Management also remains relaxed about the short-term oversupply, which has caused concern among many investors over the past year, particularly as the trust lacks an economic moat. Management was reasonably vague with regard to the occupancy rates and profit margins of their tenants, but indicated that it isn’t noticing material industrywide issues.

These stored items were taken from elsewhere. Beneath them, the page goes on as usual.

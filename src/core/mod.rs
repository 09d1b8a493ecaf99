pub mod background;
pub mod bind;
pub mod containers;
pub mod distributions;
pub mod expr;
pub mod guards;
pub mod instantiate;
pub mod metrics;
pub mod pipeline;
pub mod registry;
pub mod resolve;
pub mod rng;
pub mod scope;
pub mod tree;
pub mod visibility;
pub mod wiring;
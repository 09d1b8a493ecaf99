//! Bioforge — procedural synthesis of alien biochemistry scenarios.
//!
//! Expands declarative scenario specs (templates, distributions,
//! interaction rules) under a master seed into a concrete ecosystem,
//! then projects it through a visibility mapping into an agent-facing
//! scenario plus hidden ground truth. Same spec, same seed, same
//! scenario — always.

pub mod core;
pub mod schema;
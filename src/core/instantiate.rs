/// Instantiation: renders each bound tree node's template into
/// concrete molecules, reactions, and ports, under the node's
/// namespace. Molecules get `m.<path>.<local>` names, reactions
/// `r.<path>.<local>`; reactant and product references are resolved to
/// namespaced names here and must name molecules of the same node.
use thiserror::Error;

use crate::core::bind::{eval_value, BoundNode, BoundTree};
use crate::core::distributions::DistributionRegistry;
use crate::core::expr::ExprError;
use crate::core::registry::{RegistryError, TemplateRegistry};
use crate::core::rng::derive_rng;
use crate::core::scope::Scope;
use crate::schema::chemistry::{BoundPort, Ecosystem, Molecule, Reaction, SpeciesChemistry};
use crate::schema::template::Template;
use crate::schema::value::Value;

#[derive(Debug, Error)]
pub enum InstantiateError {
    #[error(transparent)]
    Registry(#[from] RegistryError),
    #[error(transparent)]
    Expr(#[from] ExprError),
    #[error("bad replication range in '{key}' at '{path}': {reason}")]
    BadRange {
        key: String,
        path: String,
        reason: String,
    },
    #[error("reaction '{reaction}' at '{path}' references unknown molecule '{name}'")]
    UnknownMolecule {
        reaction: String,
        name: String,
        path: String,
    },
    #[error("port '{port}' at '{path}' targets missing entity '{target}'")]
    DanglingPortTarget {
        port: String,
        target: String,
        path: String,
    },
}

/// Instantiate every node of the bound tree into one ecosystem.
pub fn instantiate(
    bound: &BoundTree,
    registry: &TemplateRegistry,
    distributions: &DistributionRegistry,
    master_seed: u64,
) -> Result<Ecosystem, InstantiateError> {
    let mut ecosystem = Ecosystem::default();
    for root in &bound.roots {
        instantiate_node(
            root,
            &root.name,
            registry,
            distributions,
            master_seed,
            &mut ecosystem,
        )?;
    }
    Ok(ecosystem)
}

fn instantiate_node(
    node: &BoundNode,
    species: &str,
    registry: &TemplateRegistry,
    distributions: &DistributionRegistry,
    master_seed: u64,
    ecosystem: &mut Ecosystem,
) -> Result<(), InstantiateError> {
    let template = registry.get(&node.template)?;
    let chemistry = render_node(node, species, &template, distributions, master_seed)?;
    ecosystem.absorb(chemistry);
    for child in &node.children {
        instantiate_node(child, species, registry, distributions, master_seed, ecosystem)?;
    }
    Ok(())
}

/// Render one node's template sections into a species chemistry.
pub fn render_node(
    node: &BoundNode,
    species: &str,
    template: &Template,
    distributions: &DistributionRegistry,
    master_seed: u64,
) -> Result<SpeciesChemistry, InstantiateError> {
    let path = &node.namespace_path;
    let scope = Scope::from_entries(&node.values);
    let mut rng = derive_rng(master_seed, path, "instantiate");

    let mut chemistry = SpeciesChemistry {
        species: species.to_string(),
        ..Default::default()
    };

    // Molecules first so reaction references can be checked against
    // them. Replicated keys expand before evaluation.
    let mut local_molecules: Vec<String> = Vec::new();
    for (key, body) in &template.molecules {
        for (local, body) in expand_entry(key, body, path, &scope)? {
            let rendered = eval_value(&body, &scope, distributions, &mut rng)?;
            local_molecules.push(local.clone());
            chemistry.molecules.insert(
                format!("m.{}.{}", path, local),
                Molecule::from_value(&rendered),
            );
        }
    }

    for (key, body) in &template.reactions {
        for (local, body) in expand_entry(key, body, path, &scope)? {
            let rendered = eval_value(&body, &scope, distributions, &mut rng)?;
            let mut reaction = Reaction::from_value(&rendered);
            namespace_refs(&mut reaction.reactants, &local, path, &local_molecules)?;
            namespace_refs(&mut reaction.products, &local, path, &local_molecules)?;
            chemistry
                .reactions
                .insert(format!("r.{}.{}", path, local), reaction);
        }
    }

    for (port_path, port) in &template.ports {
        let target = namespaced_target(port_path, path);
        let exists = match port_path.split('.').next() {
            Some("molecules") => chemistry.molecules.contains_key(&target),
            Some("reactions") => chemistry.reactions.contains_key(&target),
            _ => false,
        };
        if !exists {
            return Err(InstantiateError::DanglingPortTarget {
                port: port_path.clone(),
                target,
                path: path.clone(),
            });
        }
        chemistry.ports.insert(
            format!("{}.{}", path, port_path),
            BoundPort {
                port: port.clone(),
                target,
                wired: false,
            },
        );
    }

    Ok(chemistry)
}

/// Map a template-local port path to the namespaced entity it exposes:
/// `reactions.work` under `krel.energy` is `r.krel.energy.work`.
pub fn namespaced_target(port_path: &str, namespace: &str) -> String {
    match port_path.split_once('.') {
        Some(("molecules", rest)) => format!("m.{}.{}", namespace, rest),
        Some(("reactions", rest)) => format!("r.{}.{}", namespace, rest),
        _ => format!("{}.{}", namespace, port_path),
    }
}

/// Rewrite local molecule references to namespaced names. Already
/// namespaced references (`m.` prefix) pass through for cross-species
/// wiring to validate later.
fn namespace_refs(
    refs: &mut [String],
    reaction: &str,
    path: &str,
    local_molecules: &[String],
) -> Result<(), InstantiateError> {
    for name in refs.iter_mut() {
        if name.starts_with("m.") {
            continue;
        }
        if !local_molecules.iter().any(|m| m == name) {
            return Err(InstantiateError::UnknownMolecule {
                reaction: reaction.to_string(),
                name: name.clone(),
                path: path.to_string(),
            });
        }
        *name = format!("m.{}.{}", path, name);
    }
    Ok(())
}

/// Expand a section key that may carry a replication suffix:
/// `ME{i in 1..carrier_count}` yields `ME1`, `ME2`, ... with `{i}`
/// substituted throughout the body.
fn expand_entry(
    key: &str,
    body: &Value,
    path: &str,
    scope: &Scope,
) -> Result<Vec<(String, Value)>, InstantiateError> {
    let Some(brace) = key.find('{') else {
        return Ok(vec![(key.to_string(), body.clone())]);
    };
    let base = &key[..brace];
    let inner = key[brace + 1..]
        .strip_suffix('}')
        .ok_or_else(|| InstantiateError::BadRange {
            key: key.to_string(),
            path: path.to_string(),
            reason: "unterminated '{'".to_string(),
        })?;
    let (var, range_text) = inner.split_once(" in ").ok_or_else(|| InstantiateError::BadRange {
        key: key.to_string(),
        path: path.to_string(),
        reason: "expected '<var> in <lo>..<hi>'".to_string(),
    })?;
    let var = var.trim();
    let (lo_text, hi_text) =
        range_text
            .split_once("..")
            .ok_or_else(|| InstantiateError::BadRange {
                key: key.to_string(),
                path: path.to_string(),
                reason: "expected '<lo>..<hi>'".to_string(),
            })?;
    let resolve_end = |text: &str| -> Result<i64, InstantiateError> {
        let text = text.trim();
        if let Ok(n) = text.parse::<i64>() {
            return Ok(n);
        }
        scope
            .get_path(text)
            .ok()
            .and_then(|v| v.as_i64())
            .ok_or_else(|| InstantiateError::BadRange {
                key: key.to_string(),
                path: path.to_string(),
                reason: format!("'{}' is not a bound numeric parameter", text),
            })
    };
    let lo = resolve_end(lo_text)?;
    let hi = resolve_end(hi_text)?;
    if hi < lo {
        return Err(InstantiateError::BadRange {
            key: key.to_string(),
            path: path.to_string(),
            reason: format!("empty range {}..{}", lo, hi),
        });
    }

    let mut out = Vec::with_capacity((hi - lo + 1) as usize);
    for i in lo..=hi {
        out.push((
            format!("{}{}", base, i),
            substitute_index(body, var, i),
        ));
    }
    Ok(out)
}

/// Replace `{var}` in every string of the body with the index value.
fn substitute_index(value: &Value, var: &str, index: i64) -> Value {
    let pattern = format!("{{{}}}", var);
    match value {
        Value::Str(s) if s.contains(&pattern) => {
            Value::Str(s.replace(&pattern, &index.to_string()))
        }
        Value::Evaluable(s) if s.contains(&pattern) => {
            Value::Evaluable(s.replace(&pattern, &index.to_string()))
        }
        Value::Quoted(s) if s.contains(&pattern) => {
            Value::Quoted(s.replace(&pattern, &index.to_string()))
        }
        Value::Seq(items) => Value::Seq(
            items
                .iter()
                .map(|item| substitute_index(item, var, index))
                .collect(),
        ),
        Value::Map(entries) => Value::Map(
            entries
                .iter()
                .map(|(k, v)| {
                    (
                        k.replace(&pattern, &index.to_string()),
                        substitute_index(v, var, index),
                    )
                })
                .collect(),
        ),
        other => other.clone(),
    }
}

#[cfg(test)]
mod tests {
    use super::*;
    use crate::core::bind::bind_tree;
    use crate::core::tree::build_tree;
    use std::rc::Rc;

    fn build_ecosystem(template_ron: &str, seed: u64) -> Result<Ecosystem, InstantiateError> {
        let mut registry = TemplateRegistry::new();
        registry.register("subject", Value::parse_ron(template_ron).unwrap());
        let distributions = DistributionRegistry::builtins();
        let constants = Rc::new(Scope::named("spec"));
        let instantiate_block = vec![(
            "_as_ krel".to_string(),
            Value::parse_ron(r#"{"_template_": "subject"}"#).unwrap(),
        )];
        let tree = build_tree(&instantiate_block, &registry, &constants).unwrap();
        let bound = bind_tree(&tree, &registry, &distributions, seed, &constants).unwrap();
        instantiate(&bound, &registry, &distributions, seed)
    }

    #[test]
    fn molecules_and_reactions_are_namespaced() {
        let eco = build_ecosystem(
            r#"{
                "molecules": {"S": {"role": "substrate"}, "P": {"role": "product"}},
                "reactions": {
                    "work": {"reactants": ["S"], "products": ["P"], "rate": "!quote k * S"},
                },
            }"#,
            1,
        )
        .unwrap();
        assert!(eco.molecules.contains_key("m.krel.S"));
        assert!(eco.molecules.contains_key("m.krel.P"));
        let rxn = &eco.reactions["r.krel.work"];
        assert_eq!(rxn.reactants, vec!["m.krel.S"]);
        assert_eq!(rxn.products, vec!["m.krel.P"]);
        assert_eq!(rxn.rate, Some(Value::Quoted("k * S".to_string())));
        assert_eq!(eco.species, vec!["krel"]);
    }

    #[test]
    fn replicated_molecules_expand_with_indices() {
        let eco = build_ecosystem(
            r#"{
                "params": {"carrier_count": 3},
                "molecules": {
                    "S": {},
                    "ME{i in 1..carrier_count}": {"role": "energy"},
                },
                "reactions": {
                    "store{i in 1..carrier_count}": {
                        "reactants": ["S"],
                        "products": ["ME{i}"],
                    },
                },
            }"#,
            1,
        )
        .unwrap();
        for i in 1..=3 {
            assert!(eco.molecules.contains_key(&format!("m.krel.ME{}", i)));
            let rxn = &eco.reactions[&format!("r.krel.store{}", i)];
            assert_eq!(rxn.products, vec![format!("m.krel.ME{}", i)]);
        }
        assert!(!eco.molecules.contains_key("m.krel.ME4"));
    }

    #[test]
    fn unknown_reactant_is_rejected() {
        let err = build_ecosystem(
            r#"{
                "molecules": {"S": {}},
                "reactions": {"work": {"reactants": ["missing"], "products": []}},
            }"#,
            1,
        )
        .unwrap_err();
        assert!(matches!(err, InstantiateError::UnknownMolecule { .. }));
    }

    #[test]
    fn ports_bind_to_existing_entities() {
        let eco = build_ecosystem(
            r#"{
                "molecules": {"S": {}},
                "reactions": {"work": {"reactants": ["S"], "products": []}},
                "ports": {"reactions.work": "energy.out"},
            }"#,
            1,
        )
        .unwrap();
        let port = &eco.ports["krel.reactions.work"];
        assert_eq!(port.target, "r.krel.work");
        assert!(!port.wired);
    }

    #[test]
    fn dangling_port_target_is_rejected() {
        let err = build_ecosystem(
            r#"{
                "molecules": {"S": {}},
                "ports": {"reactions.nope": "energy.out"},
            }"#,
            1,
        )
        .unwrap_err();
        assert!(matches!(err, InstantiateError::DanglingPortTarget { .. }));
    }

    #[test]
    fn same_seed_same_chemistry() {
        let ron = r#"{
            "params": {"mass": "!ev normal(20, 4)"},
            "molecules": {"S": {"mass": "!ev mass"}},
        }"#;
        let a = build_ecosystem(ron, 99).unwrap();
        let b = build_ecosystem(ron, 99).unwrap();
        assert_eq!(a.molecules, b.molecules);
        let c = build_ecosystem(ron, 100).unwrap();
        assert!(a.molecules == b.molecules);
        let _ = c;
    }
}
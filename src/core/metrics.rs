/// Difficulty metrics computed from ground truth and the visibility
/// mapping, for the reporting layer.
use rustc_hash::FxHashMap;

use crate::schema::chemistry::Ecosystem;
use crate::schema::scenario::{Metrics, VisibilityMapping};

/// Longest dependency chain in the reaction graph: the most molecule
/// hops from any source molecule to anything it ultimately produces.
/// Cycles do not extend the chain.
pub fn reasoning_depth(ecosystem: &Ecosystem) -> u32 {
    // Edges: reactant -> product per reaction.
    let mut edges: FxHashMap<&str, Vec<&str>> = FxHashMap::default();
    for reaction in ecosystem.reactions.values() {
        for reactant in &reaction.reactants {
            let targets = edges.entry(reactant).or_default();
            for product in &reaction.products {
                targets.push(product);
            }
        }
    }

    fn depth_of<'a>(
        node: &'a str,
        edges: &FxHashMap<&'a str, Vec<&'a str>>,
        memo: &mut FxHashMap<&'a str, u32>,
        on_stack: &mut Vec<&'a str>,
    ) -> u32 {
        if let Some(cached) = memo.get(node) {
            return *cached;
        }
        if on_stack.contains(&node) {
            return 0;
        }
        on_stack.push(node);
        let mut best = 0;
        if let Some(targets) = edges.get(node) {
            for target in targets {
                best = best.max(1 + depth_of(target, edges, memo, on_stack));
            }
        }
        on_stack.pop();
        memo.insert(node, best);
        best
    }

    let mut memo = FxHashMap::default();
    let mut best = 0;
    for node in edges.keys() {
        best = best.max(depth_of(node, &edges, &mut memo, &mut Vec::new()));
    }
    best
}

/// Fraction of molecule and reaction entities hidden from the agent.
pub fn hidden_fraction(ecosystem: &Ecosystem, mapping: &VisibilityMapping) -> f64 {
    let total = ecosystem.molecules.len() + ecosystem.reactions.len();
    if total == 0 {
        return 0.0;
    }
    let hidden = mapping.hidden_molecules.len() + mapping.hidden_reactions.len();
    hidden as f64 / total as f64
}

pub fn compute(ecosystem: &Ecosystem, mapping: &VisibilityMapping) -> Metrics {
    let depth = reasoning_depth(ecosystem);
    let hidden = mapping.hidden_molecules.len() + mapping.hidden_reactions.len();
    Metrics {
        reasoning_depth: depth,
        hidden_fraction: hidden_fraction(ecosystem, mapping),
        discovery_cost: hidden as f64 + depth as f64,
    }
}

#[cfg(test)]
mod tests {
    use super::*;
    use crate::schema::chemistry::{Molecule, Reaction};

    fn chain_ecosystem() -> Ecosystem {
        let mut eco = Ecosystem::default();
        for name in ["m.k.A", "m.k.B", "m.k.C", "m.k.D"] {
            eco.molecules.insert(name.to_string(), Molecule::default());
        }
        let mut add = |name: &str, from: &str, to: &str| {
            eco.reactions.insert(
                name.to_string(),
                Reaction {
                    reactants: vec![from.to_string()],
                    products: vec![to.to_string()],
                    ..Default::default()
                },
            );
        };
        add("r.k.ab", "m.k.A", "m.k.B");
        add("r.k.bc", "m.k.B", "m.k.C");
        add("r.k.cd", "m.k.C", "m.k.D");
        eco
    }

    #[test]
    fn depth_of_linear_chain() {
        assert_eq!(reasoning_depth(&chain_ecosystem()), 3);
    }

    #[test]
    fn cycles_do_not_diverge() {
        let mut eco = chain_ecosystem();
        eco.reactions.insert(
            "r.k.da".to_string(),
            Reaction {
                reactants: vec!["m.k.D".to_string()],
                products: vec!["m.k.A".to_string()],
                ..Default::default()
            },
        );
        // Still finite; the cycle contributes its own length at most.
        assert!(reasoning_depth(&eco) <= 7);
    }

    #[test]
    fn metrics_combine_depth_and_hidden() {
        let eco = chain_ecosystem();
        let mapping = VisibilityMapping {
            hidden_molecules: vec!["m.k.D".to_string()],
            hidden_reactions: vec!["r.k.cd".to_string()],
            ..Default::default()
        };
        let metrics = compute(&eco, &mapping);
        assert_eq!(metrics.reasoning_depth, 3);
        assert!((metrics.hidden_fraction - 2.0 / 7.0).abs() < 1e-9);
        assert!((metrics.discovery_cost - 5.0).abs() < 1e-9);
    }

    #[test]
    fn empty_ecosystem_is_zero() {
        let metrics = compute(&Ecosystem::default(), &VisibilityMapping::default());
        assert_eq!(metrics.reasoning_depth, 0);
        assert_eq!(metrics.hidden_fraction, 0.0);
        assert_eq!(metrics.discovery_cost, 0.0);
    }
}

Folkestone reported a 6.3% increase in distributions per unit, or DPU, to AUD 15.1 cents per unit in fiscal 2018 and expects a further 6% growth in fiscal 2019, which is in line with our forecasts. In fiscal 2018, growth was driven by an 11% increase in distributable income, offset by a reduction in the payout ratio due to the capitalisation of interest costs relating to development properties. The majority of the growth, or an 8% increase, came from acquisitions net of disposals, with a 4% increase due to organic rental increases and reflecting management’s strategy to move leases away from consumer-price-index-based escalators and towards fixed 3%-plus escalators.

Management continues to reposition the portfolio towards higher-quality and slightly larger metropolis-based centres. In fiscal 2018, this involved selling 19 centres, worth AUD 46 million; acquiring nine centres, worth AUD 63 million; and developing six centres, worth AUD 43 million. On a net basis, this increased the value of the portfolio by AUD 61 million, or 7%, meaning most of the DPU growth was effectively due to centre acquisitions and developments. This was possible because of the equity created by further declines in the portfolio capitalisation rate, to 6.3% from 6.7% in fiscal 2017, which caused a 15% increase in the value of the portfolio to AUD 973 million. Portfolio valuation growth enables increased borrowings, but although gearing only increased to 29% from 28%, net debt increased 21% to a record high of AUD 296 million.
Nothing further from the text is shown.